Except, it wasn’t just a little high. It was kind of a lot high. He took it twice. Then, he took a break, did a couple of other things, and came back and took it again.
I really think he thought I was going to drop dead right there on the spot.
Except, I felt fine. And besides, I certainly didn’t plan on dropping dead in an old government building and definitely not on a cold Thursday. I mean really, my standards are a little higher. (#sarcasm)
But, all jokes aside, I took the whole thing seriously – and left the building with all the blood I came in with. Oh, except for the amount that he took to check my hemoglobin. Again, OW.
I called my doctor and was unable to get in to see her until Monday.
Um, yeah, that really wasn’t going to work.
They recommended I go to Urgent Care, and my supervisor agreed, so I went.
Fever? Not as high but a teeny bit over normal.
Blood pressure? Yeah. That cow jumped WAY over the moon.
AND, to top it off, I apparently have fluid behind my ears and really irritated nasal passages and some tenderness below my eyes.

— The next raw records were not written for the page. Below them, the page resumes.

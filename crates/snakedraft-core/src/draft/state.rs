// Draft state: configuration, turn pointer, rosters, pick history and the
// exclusion set derived from it.

use std::collections::{HashMap, HashSet};

use serde::{Deserialize, Serialize};
use tracing::info;

use super::pick::Pick;
use super::turn::build_turn_order;
use crate::catalog::{Category, ItemKey};
use crate::error::DraftError;

/// Opaque participant identity supplied by the messaging collaborator.
pub type ParticipantId = String;

/// A draft needs at least this many participants.
pub const MIN_PARTICIPANTS: usize = 2;

/// Session-independent draft limits, sourced from configuration.
#[derive(Debug, Clone, PartialEq, Eq)]
pub struct DraftRules {
    /// Smallest permissible round count.
    pub min_rounds: u32,
    /// Largest permissible round count.
    pub max_rounds: u32,
    /// How many candidates a board shows at once.
    pub board_size: usize,
    /// Participants allowed to undo picks. Empty means anyone may.
    pub admins: Vec<ParticipantId>,
}

impl Default for DraftRules {
    fn default() -> Self {
        DraftRules {
            min_rounds: 1,
            max_rounds: 20,
            board_size: 10,
            admins: Vec::new(),
        }
    }
}

/// One participant's team.
#[derive(Debug, Clone, PartialEq, Serialize, Deserialize)]
pub struct Roster {
    pub team_name: String,
    /// Picks in the order they were made.
    pub picks: Vec<Pick>,
}

/// The complete state of one draft.
///
/// Mutated only through `start_draft`, `end_draft`, `set_roster_name` and the
/// pick engine (`commit` / `undo`), each of which either applies fully or
/// leaves the state untouched.
#[derive(Debug, Clone, PartialEq, Serialize, Deserialize)]
pub struct DraftState {
    pub(crate) draft_id: String,
    pub(crate) base_order: Vec<ParticipantId>,
    pub(crate) turn_order: Vec<ParticipantId>,
    pub(crate) current_pick: usize,
    pub(crate) num_rounds: u32,
    pub(crate) rosters: HashMap<ParticipantId, Roster>,
    pub(crate) all_picks: Vec<Pick>,
    /// Rebuilt from `all_picks` on load rather than stored.
    #[serde(skip)]
    pub(crate) excluded: HashSet<ItemKey>,
    pub(crate) is_active: bool,
    pub(crate) active_channel: Option<String>,
    pub(crate) current_category: Category,
    /// Last issued board render id. Stored so that boards rendered before a
    /// restart stay stale afterwards.
    #[serde(default)]
    pub(crate) render_seq: u64,
}

impl Default for DraftState {
    fn default() -> Self {
        DraftState::new()
    }
}

impl DraftState {
    /// An empty, inactive draft.
    pub fn new() -> Self {
        DraftState {
            draft_id: String::new(),
            base_order: Vec::new(),
            turn_order: Vec::new(),
            current_pick: 0,
            num_rounds: 0,
            rosters: HashMap::new(),
            all_picks: Vec::new(),
            excluded: HashSet::new(),
            is_active: false,
            active_channel: None,
            current_category: Category::default_board(),
            render_seq: 0,
        }
    }

    /// Reset everything and start a new snake draft.
    ///
    /// Validation happens before any field is touched, so a rejected start
    /// leaves the previous draft intact.
    pub fn start_draft(
        &mut self,
        base_order: Vec<ParticipantId>,
        num_rounds: u32,
        channel: Option<String>,
        rules: &DraftRules,
    ) -> Result<(), DraftError> {
        if num_rounds < rules.min_rounds || num_rounds > rules.max_rounds {
            return Err(DraftError::InvalidRoundCount {
                rounds: num_rounds,
                min: rules.min_rounds,
                max: rules.max_rounds,
            });
        }
        if base_order.len() < MIN_PARTICIPANTS {
            return Err(DraftError::InsufficientParticipants {
                count: base_order.len(),
            });
        }
        let mut seen = HashSet::new();
        for participant in &base_order {
            if !seen.insert(participant.as_str()) {
                return Err(DraftError::DuplicateParticipant {
                    participant: participant.clone(),
                });
            }
        }

        let rosters = base_order
            .iter()
            .enumerate()
            .map(|(i, p)| {
                (
                    p.clone(),
                    Roster {
                        team_name: format!("Team {}", i + 1),
                        picks: Vec::new(),
                    },
                )
            })
            .collect();

        // Render ids keep counting across drafts so boards from the previous
        // draft can never match a new one.
        let render_seq = self.render_seq;
        *self = DraftState {
            draft_id: generate_draft_id(),
            turn_order: build_turn_order(&base_order, num_rounds),
            base_order,
            current_pick: 0,
            num_rounds,
            rosters,
            all_picks: Vec::new(),
            excluded: HashSet::new(),
            is_active: true,
            active_channel: channel,
            current_category: Category::default_board(),
            render_seq,
        };
        info!(
            "Draft {} started: {} participants, {} rounds, {} picks",
            self.draft_id,
            self.base_order.len(),
            self.num_rounds,
            self.turn_order.len()
        );
        Ok(())
    }

    /// Deactivate the draft, keeping rosters and history for later queries.
    pub fn end_draft(&mut self) -> Result<(), DraftError> {
        if !self.is_active {
            return Err(DraftError::DraftNotActive);
        }
        self.is_active = false;
        self.active_channel = None;
        info!(
            "Draft {} ended after {} picks",
            self.draft_id,
            self.all_picks.len()
        );
        Ok(())
    }

    /// Rename a participant's team.
    pub fn set_roster_name(&mut self, participant: &str, name: &str) -> Result<(), DraftError> {
        let roster = self
            .rosters
            .get_mut(participant)
            .ok_or_else(|| DraftError::NotInDraft {
                participant: participant.to_string(),
            })?;
        roster.team_name = name.trim().to_string();
        Ok(())
    }

    // -- accessors ----------------------------------------------------------

    pub fn draft_id(&self) -> &str {
        &self.draft_id
    }

    pub fn base_order(&self) -> &[ParticipantId] {
        &self.base_order
    }

    pub fn turn_order(&self) -> &[ParticipantId] {
        &self.turn_order
    }

    /// Zero-based index of the next pick; equals `all_picks().len()`.
    pub fn current_pick(&self) -> usize {
        self.current_pick
    }

    pub fn num_rounds(&self) -> u32 {
        self.num_rounds
    }

    pub fn total_picks(&self) -> usize {
        self.turn_order.len()
    }

    pub fn all_picks(&self) -> &[Pick] {
        &self.all_picks
    }

    pub fn roster(&self, participant: &str) -> Option<&Roster> {
        self.rosters.get(participant)
    }

    /// Rosters in base order.
    pub fn rosters(&self) -> Vec<(&ParticipantId, &Roster)> {
        self.base_order
            .iter()
            .filter_map(|p| self.rosters.get(p).map(|r| (p, r)))
            .collect()
    }

    pub fn excluded(&self) -> &HashSet<ItemKey> {
        &self.excluded
    }

    pub fn is_active(&self) -> bool {
        self.is_active
    }

    pub fn active_channel(&self) -> Option<&str> {
        self.active_channel.as_deref()
    }

    pub fn current_category(&self) -> Category {
        self.current_category
    }

    /// Every turn has been used.
    pub fn is_complete(&self) -> bool {
        !self.turn_order.is_empty() && self.current_pick >= self.turn_order.len()
    }

    pub(crate) fn next_render_id(&mut self) -> u64 {
        self.render_seq += 1;
        self.render_seq
    }

    pub(crate) fn last_render_id(&self) -> u64 {
        self.render_seq
    }

    // -- persistence boundary ----------------------------------------------

    /// Serialize into the opaque blob handed to the persistence collaborator.
    pub fn to_json(&self) -> Result<serde_json::Value, DraftError> {
        serde_json::to_value(self).map_err(|e| DraftError::PersistenceFailure(e.to_string()))
    }

    /// Rebuild a state from a stored blob, re-deriving the exclusion set and
    /// checking every structural invariant.
    pub fn from_json(value: serde_json::Value) -> Result<Self, DraftError> {
        let mut state: DraftState =
            serde_json::from_value(value).map_err(|e| DraftError::CorruptState(e.to_string()))?;
        state.excluded = state.all_picks.iter().map(Pick::key).collect();
        state.validate()?;
        Ok(state)
    }

    fn validate(&self) -> Result<(), DraftError> {
        let corrupt = |msg: String| Err(DraftError::CorruptState(msg));

        if self.base_order.is_empty() && self.num_rounds != 0 {
            return corrupt(format!("{} rounds with no participants", self.num_rounds));
        }
        // Size check first, so a bogus round count never drives an allocation.
        let expected_len = self.base_order.len().checked_mul(self.num_rounds as usize);
        if expected_len != Some(self.turn_order.len()) {
            return corrupt(format!(
                "{} participants over {} rounds does not match a {}-pick turn order",
                self.base_order.len(),
                self.num_rounds,
                self.turn_order.len()
            ));
        }
        if self.turn_order != build_turn_order(&self.base_order, self.num_rounds) {
            return corrupt("turn order does not match base order and round count".into());
        }
        if self.current_pick != self.all_picks.len() {
            return corrupt(format!(
                "pick pointer {} does not match {} recorded picks",
                self.current_pick,
                self.all_picks.len()
            ));
        }
        if self.current_pick > self.turn_order.len() {
            return corrupt(format!(
                "pick pointer {} is past the end of a {}-pick draft",
                self.current_pick,
                self.turn_order.len()
            ));
        }
        if self.excluded.len() != self.all_picks.len() {
            return corrupt("pick history contains duplicate selections".into());
        }
        for (idx, pick) in self.all_picks.iter().enumerate() {
            if pick.pick_number as usize != idx + 1 {
                return corrupt(format!(
                    "pick at position {} has number {}",
                    idx + 1,
                    pick.pick_number
                ));
            }
            if pick.participant != self.turn_order[idx] {
                return corrupt(format!(
                    "pick {} belongs to {} but the turn was {}",
                    pick.pick_number, pick.participant, self.turn_order[idx]
                ));
            }
        }
        if self.rosters.len() != self.base_order.len()
            || !self.base_order.iter().all(|p| self.rosters.contains_key(p))
        {
            return corrupt("rosters do not match the draft order".into());
        }
        let roster_picks: usize = self.rosters.values().map(|r| r.picks.len()).sum();
        if roster_picks != self.all_picks.len() {
            return corrupt("rosters do not partition the pick history".into());
        }
        for (participant, roster) in &self.rosters {
            for pick in &roster.picks {
                let matches_history = self
                    .all_picks
                    .get((pick.pick_number as usize).wrapping_sub(1))
                    .is_some_and(|p| p == pick && &p.participant == participant);
                if !matches_history {
                    return corrupt(format!(
                        "roster pick {} of {} is not in the pick history",
                        pick.pick_number, participant
                    ));
                }
            }
        }
        Ok(())
    }

    // -- export -------------------------------------------------------------

    /// Roster export for downstream scoring, in base order.
    pub fn export_rosters(&self) -> Vec<RosterExport> {
        self.rosters()
            .into_iter()
            .map(|(participant, roster)| RosterExport {
                team_name: roster.team_name.clone(),
                user_id: participant.clone(),
                players: roster
                    .picks
                    .iter()
                    .map(|p| ExportedItem {
                        name: p.item_name.clone(),
                        team: p.group_label.clone(),
                    })
                    .collect(),
            })
            .collect()
    }
}

/// One team in the scoring export.
#[derive(Debug, Clone, PartialEq, Serialize, Deserialize)]
pub struct RosterExport {
    pub team_name: String,
    pub user_id: ParticipantId,
    pub players: Vec<ExportedItem>,
}

#[derive(Debug, Clone, PartialEq, Serialize, Deserialize)]
pub struct ExportedItem {
    pub name: String,
    pub team: String,
}

/// Generate a draft id from the current UTC time.
///
/// Format: `draft_YYYYMMDD_HHMMSS_SSS`.
pub fn generate_draft_id() -> String {
    chrono::Utc::now()
        .format("draft_%Y%m%d_%H%M%S_%3f")
        .to_string()
}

Can you say – sinus infection?
Sinus infections normally knock me on my butt for a week (like I’m a zombie on the couch!) so I’m really glad I caught it early.
I never would have known if I hadn’t gone to give blood.
So the moral of the story is – give blood whenever you can. The life you save may actually be your own!
Here’s some great information about high blood pressure from the American Heart Association:
If it runs in your family, you may not be able to escape it. Even if you run marathons. And eat well. And all the other things you’re supposed to do. Stupid genetics. ;p
But, it’s very important to find out if you have it. Very. It’s nickname is “the silent killer.” That’s way uncool.
One of the main things the guy at the American Red Cross was worried about was whether or not I was having a stroke.
I’m not kidding.
Of course, I looked at him like he was crazy and said, “I feel FINE!.” His reply? “They all do!”
According to the AHA, the stoke is America’s number 4 killer.
“A stroke occurs when a blood vessel to the brain is either blocked by a clot (ischemic stroke) or bursts (hemorrhagic stroke). When that happens, part of the brain is no longer getting the blood and oxygen it needs, so it starts to die. Your brain controls your movement and thoughts, so a stroke doesn’t only hurt your brain. It also hurts the brain’s ability to think and control body functions. Strokes can affect language, memory and vision as well as cause paralysis and other health issues.”
Here are the warning signs of a stroke:
1. face drooping, numbing, abnormal crooked smile
2. arm weakness
3. slurred speech or difficulty
4. sudden dizziness
5. blurred vision
6. sudden severe headache
One of the prescriptions I received today was high blood pressure medication. I’ll follow up with my doctor on Monday and determine the best avenue for my treatment.
Because, it’s not my time yet. There’s too much life still to live, miles to run, and weight to lift. 🙂
It’s not your time yet either. When was the last time you discussed high blood pressure and other serious health issues with your doctor? Be proactive – ask questions and have discussions. If you have high blood pressure or are prehypertensive, buy a home blood pressure gauge and periodically check it and keep records! (*note to self – do what you’re suggesting, Jen!)